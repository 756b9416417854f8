//! # Alignment groups, global labels, and fixed-parameter masks
//!
//! Every measurement record carries six global parameters (three rotations,
//! three translations) of the **alignment group** its sensor belongs to. The
//! granularity of that group is configurable per subdetector: aligning each
//! sensor individually, whole staves/ladders, whole layers, or one rigid
//! body per subdetector.
//!
//! [`global_labels`] maps a cluster key and a [`GroupingConfig`] to the six
//! integer labels the external solver uses to identify the parameters. Labels
//! are unique across subdetectors and stable across runs: they only depend on
//! the key and the grouping.
//!
//! [`FixedParams`] expresses the frozen-parameter policy: layers, individual
//! (layer, parameter) pairs, or whole TPC subsectors can be excluded from the
//! alignment. Masked parameters have their global derivatives zeroed before
//! emission, which removes their contribution without dropping the
//! measurement itself.

pub mod constraints;

use std::collections::HashSet;

use ahash::RandomState;

use crate::constants::NGL;
use crate::detector::{
    tpc_region, tpc_subsector, ClusterKey, SensorAddress, Subdetector, TPC_SECTORS_PER_SIDE,
};

/// Upper bounds used to pack sensor indices into group numbers.
const PIXEL_MAX_STAVES: u32 = 20;
const PIXEL_MAX_CHIPS: u32 = 9;
const STRIP_MAX_LADDERS: u32 = 16;
const STRIP_MAX_Z: u32 = 4;

/// First label of each subdetector's block; blocks are sized generously so
/// the finest grouping still fits.
const PIXEL_LABEL_BASE: i32 = 1;
const STRIP_LABEL_BASE: i32 = 10_000;
const TPC_LABEL_BASE: i32 = 20_000;
const MICROMEGAS_LABEL_BASE: i32 = 30_000;

/// Alignment granularity for the pixel barrel.
#[derive(Debug, Clone, Copy, PartialEq, Eq)]
pub enum PixelGrouping {
    Sensor,
    Stave,
    Layer,
    Barrel,
}

/// Alignment granularity for the strip barrel.
#[derive(Debug, Clone, Copy, PartialEq, Eq)]
pub enum StripGrouping {
    Sensor,
    Ladder,
    Layer,
    Barrel,
}

/// Alignment granularity for the TPC.
#[derive(Debug, Clone, Copy, PartialEq, Eq)]
pub enum TpcGrouping {
    /// One group per readout surface (layer, sector, side).
    Surface,
    /// One group per (region, side, sector) subsector.
    Sector,
    /// The whole TPC as one rigid body.
    Volume,
}

/// Alignment granularity for the micromegas tiles.
#[derive(Debug, Clone, Copy, PartialEq, Eq)]
pub enum MicromegasGrouping {
    Tile,
    Barrel,
}

/// Per-subdetector grouping choice, fixed for the whole run.
#[derive(Debug, Clone, Copy, PartialEq, Eq)]
pub struct GroupingConfig {
    pub pixel: PixelGrouping,
    pub strip: StripGrouping,
    pub tpc: TpcGrouping,
    pub micromegas: MicromegasGrouping,
}

impl Default for GroupingConfig {
    fn default() -> Self {
        GroupingConfig {
            pixel: PixelGrouping::Sensor,
            strip: StripGrouping::Ladder,
            tpc: TpcGrouping::Sector,
            micromegas: MicromegasGrouping::Tile,
        }
    }
}

/// The six global parameter labels for the alignment group of a sensor.
///
/// Order matches the derivative arrays: rotations about x, y, z, then
/// translations along x, y, z.
pub fn global_labels(key: &ClusterKey, config: &GroupingConfig) -> [i32; NGL] {
    let base = label_base(key.subdetector());
    let group = group_index(key, config);

    let first = base + group * NGL as i32;
    core::array::from_fn(|param| first + param as i32)
}

fn label_base(subdetector: Subdetector) -> i32 {
    match subdetector {
        Subdetector::PixelBarrel => PIXEL_LABEL_BASE,
        Subdetector::StripBarrel => STRIP_LABEL_BASE,
        Subdetector::Tpc => TPC_LABEL_BASE,
        Subdetector::Micromegas => MICROMEGAS_LABEL_BASE,
    }
}

/// Index of the alignment group a sensor belongs to, within its subdetector.
fn group_index(key: &ClusterKey, config: &GroupingConfig) -> i32 {
    let layer = key.layer as u32;
    let index = match key.address {
        SensorAddress::Pixel { stave, chip } => match config.pixel {
            PixelGrouping::Sensor => {
                (layer * PIXEL_MAX_STAVES + stave as u32) * PIXEL_MAX_CHIPS + chip as u32
            }
            PixelGrouping::Stave => layer * PIXEL_MAX_STAVES + stave as u32,
            PixelGrouping::Layer => layer,
            PixelGrouping::Barrel => 0,
        },
        SensorAddress::Strip { ladder_phi, ladder_z } => {
            let strip_layer = layer - 3;
            match config.strip {
                StripGrouping::Sensor => {
                    (strip_layer * STRIP_MAX_LADDERS + ladder_phi as u32) * STRIP_MAX_Z
                        + ladder_z as u32
                }
                StripGrouping::Ladder => strip_layer * STRIP_MAX_LADDERS + ladder_phi as u32,
                StripGrouping::Layer => strip_layer,
                StripGrouping::Barrel => 0,
            }
        }
        SensorAddress::Tpc { sector, side } => match config.tpc {
            TpcGrouping::Surface => {
                (layer - 7) * 2 * TPC_SECTORS_PER_SIDE
                    + side as u32 * TPC_SECTORS_PER_SIDE
                    + sector as u32
            }
            TpcGrouping::Sector => tpc_subsector(tpc_region(key.layer), sector, side),
            TpcGrouping::Volume => 0,
        },
        SensorAddress::Micromegas { tile } => match config.micromegas {
            MicromegasGrouping::Tile => (layer - 55) * 8 + tile as u32,
            MicromegasGrouping::Barrel => 0,
        },
    };
    index as i32
}

/// The frozen-parameter policy: which alignment parameters are excluded from
/// the fit. Queried per measurement; masked derivatives are zeroed.
#[derive(Debug, Clone, Default)]
pub struct FixedParams {
    fixed_layers: HashSet<u8, RandomState>,
    fixed_layer_params: HashSet<(u8, u8), RandomState>,
    fixed_tpc_subsectors: HashSet<u32, RandomState>,
}

impl FixedParams {
    pub fn new() -> Self {
        Self::default()
    }

    /// Freeze all six parameters of every group on a layer.
    pub fn set_layer_fixed(&mut self, layer: u8) {
        self.fixed_layers.insert(layer);
    }

    pub fn is_layer_fixed(&self, layer: u8) -> bool {
        self.fixed_layers.contains(&layer)
    }

    /// Freeze one parameter (0..6) of every group on a layer.
    pub fn set_layer_param_fixed(&mut self, layer: u8, param: u8) {
        self.fixed_layer_params.insert((layer, param));
    }

    pub fn is_layer_param_fixed(&self, layer: u8, param: u8) -> bool {
        self.fixed_layer_params.contains(&(layer, param))
    }

    /// Freeze a whole TPC subsector, identified by radial region, azimuthal
    /// sector, and side.
    pub fn set_tpc_sector_fixed(&mut self, region: u8, sector: u8, side: u8) {
        self.fixed_tpc_subsectors
            .insert(tpc_subsector(region, sector, side));
    }

    pub fn is_tpc_sector_fixed(&self, layer: u8, sector: u8, side: u8) -> bool {
        self.fixed_tpc_subsectors
            .contains(&tpc_subsector(tpc_region(layer), sector, side))
    }

    /// Zero the global derivatives of every parameter frozen for this key.
    ///
    /// Derivatives of floating parameters are untouched, so the measurement
    /// keeps contributing to them.
    pub fn apply_mask(
        &self,
        key: &ClusterKey,
        derivative_x: &mut [f64; NGL],
        derivative_y: &mut [f64; NGL],
    ) {
        let sector_fixed = match key.address {
            SensorAddress::Tpc { sector, side } => {
                self.is_tpc_sector_fixed(key.layer, sector, side)
            }
            _ => false,
        };

        for param in 0..NGL {
            if self.is_layer_fixed(key.layer)
                || self.is_layer_param_fixed(key.layer, param as u8)
                || sector_fixed
            {
                derivative_x[param] = 0.0;
                derivative_y[param] = 0.0;
            }
        }
    }
}
//! # Constants and type definitions for helifit
//!
//! This module centralizes the **parameter counts**, **default tuning
//! constants**, and **common type definitions** used throughout the `helifit`
//! library.
//!
//! ## Overview
//!
//! - Local/global alignment parameter counts as expected by the external
//!   least-squares solver
//! - Default numerical tuning (finite-difference steps, tangent angle offset)
//! - Core type aliases used across the crate
//! - Container types for cluster keys attached to a track seed
//!
//! These definitions are used by all main modules, including the helical fit,
//! the derivative engine, and the record writers.

use crate::detector::ClusterKey;
use smallvec::SmallVec;

// -------------------------------------------------------------------------------------------------
// Solver record dimensions
// -------------------------------------------------------------------------------------------------

/// Number of local (track) parameters per measurement record: the five helix
/// fit parameters `(radius, x0, y0, zslope, z0)`.
pub const NLC: usize = 5;

/// Number of global (alignment) parameters per alignment group: three
/// rotations followed by three translations.
pub const NGL: usize = 6;

// -------------------------------------------------------------------------------------------------
// Default numerical tuning
// -------------------------------------------------------------------------------------------------

/// Default central finite-difference step applied to each helix parameter, in
/// its natural unit (cm).
pub const DEFAULT_FD_STEP: f64 = 0.1;

/// Default angular offset (radians) used to build the local tangent line
/// approximation to the helix.
pub const DEFAULT_TANGENT_ANGLE_OFFSET: f64 = 0.005;

/// Default ceiling (cm) on a cluster's measurement error; larger values mark
/// the cluster coordinate as corrupted and its record is skipped.
pub const DEFAULT_ERROR_CEILING: f64 = 1.0;

/// Default minimum number of TPC clusters for a TPC or full-track fit.
pub const DEFAULT_MIN_TPC_CLUSTERS: usize = 35;

/// Default minimum number of silicon clusters for a silicon or full-track fit.
pub const DEFAULT_MIN_SILICON_CLUSTERS: usize = 5;

/// Default distance-of-closest-approach cut (cm) when associating silicon
/// clusters to a fitted TPC helix.
pub const DEFAULT_DCA_CUT: f64 = 0.3;

// -------------------------------------------------------------------------------------------------
// Type aliases
// -------------------------------------------------------------------------------------------------

/// Length in centimeters, the working unit of the whole crate
pub type Centimeter = f64;
/// Angle in radians
pub type Radian = f64;
/// Identifier of a track within a run
pub type TrackId = u32;

/// A small, inline-optimized container for the cluster keys of a single seed.
pub type ClusterKeys = SmallVec<[ClusterKey; 12]>;
//! 로깅 초기화 모듈
//!
//! 사용자용 진행 상황은 각 CLI가 컬러로 직접 출력하고, 라이브러리 내부의
//! 세부 이벤트는 `tracing`으로 stderr에 남깁니다.

use tracing_subscriber::EnvFilter;

/// `--verbose` 없이 사용할 기본 필터
pub const DEFAULT_FILTER: &str = "warn";

/// `--verbose`에서 사용할 필터
pub const VERBOSE_FILTER: &str = "loon_utils=debug";

/// 필터 지시자 선택 (`RUST_LOG`가 설정되어 있으면 그 값이 우선)
pub fn filter_directive(verbose: bool) -> &'static str {
    if verbose {
        VERBOSE_FILTER
    } else {
        DEFAULT_FILTER
    }
}

/// tracing 구독자 초기화
///
/// 이미 초기화되어 있으면 아무것도 하지 않습니다.
pub fn init(verbose: bool) {
    let filter = EnvFilter::try_from_default_env()
        .unwrap_or_else(|_| EnvFilter::new(filter_directive(verbose)));

    let _ = tracing_subscriber::fmt()
        .with_env_filter(filter)
        .with_target(false)
        .with_writer(std::io::stderr)
        .try_init();
}

#[cfg(test)]
mod tests {
    use super::*;

    #[test]
    fn test_filter_directive() {
        assert_eq!(filter_directive(false), "warn");
        assert_eq!(filter_directive(true), "loon_utils=debug");
    }

    #[test]
    fn test_init_twice_is_harmless() {
        init(false);
        init(true);
    }
}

## Work required
Copy, exactly and only, the lines above that begin with the one containing "self.fixed_layer_params.contains(&(layer, param))" and finish with the one containing "derivative_x: &mut [f64;".

## Result of the task
        self.fixed_layer_params.contains(&(layer, param))
    }

    /// Freeze a whole TPC subsector, identified by radial region, azimuthal
    /// sector, and side.
    pub fn set_tpc_sector_fixed(&mut self, region: u8, sector: u8, side: u8) {
        self.fixed_tpc_subsectors
            .insert(tpc_subsector(region, sector, side));
    }

    pub fn is_tpc_sector_fixed(&self, layer: u8, sector: u8, side: u8) -> bool {
        self.fixed_tpc_subsectors
            .contains(&tpc_subsector(tpc_region(layer), sector, side))
    }

    /// Zero the global derivatives of every parameter frozen for this key.
    ///
    /// Derivatives of floating parameters are untouched, so the measurement
    /// keeps contributing to them.
    pub fn apply_mask(
        &self,
        key: &ClusterKey,
        derivative_x: &mut [f64; NGL],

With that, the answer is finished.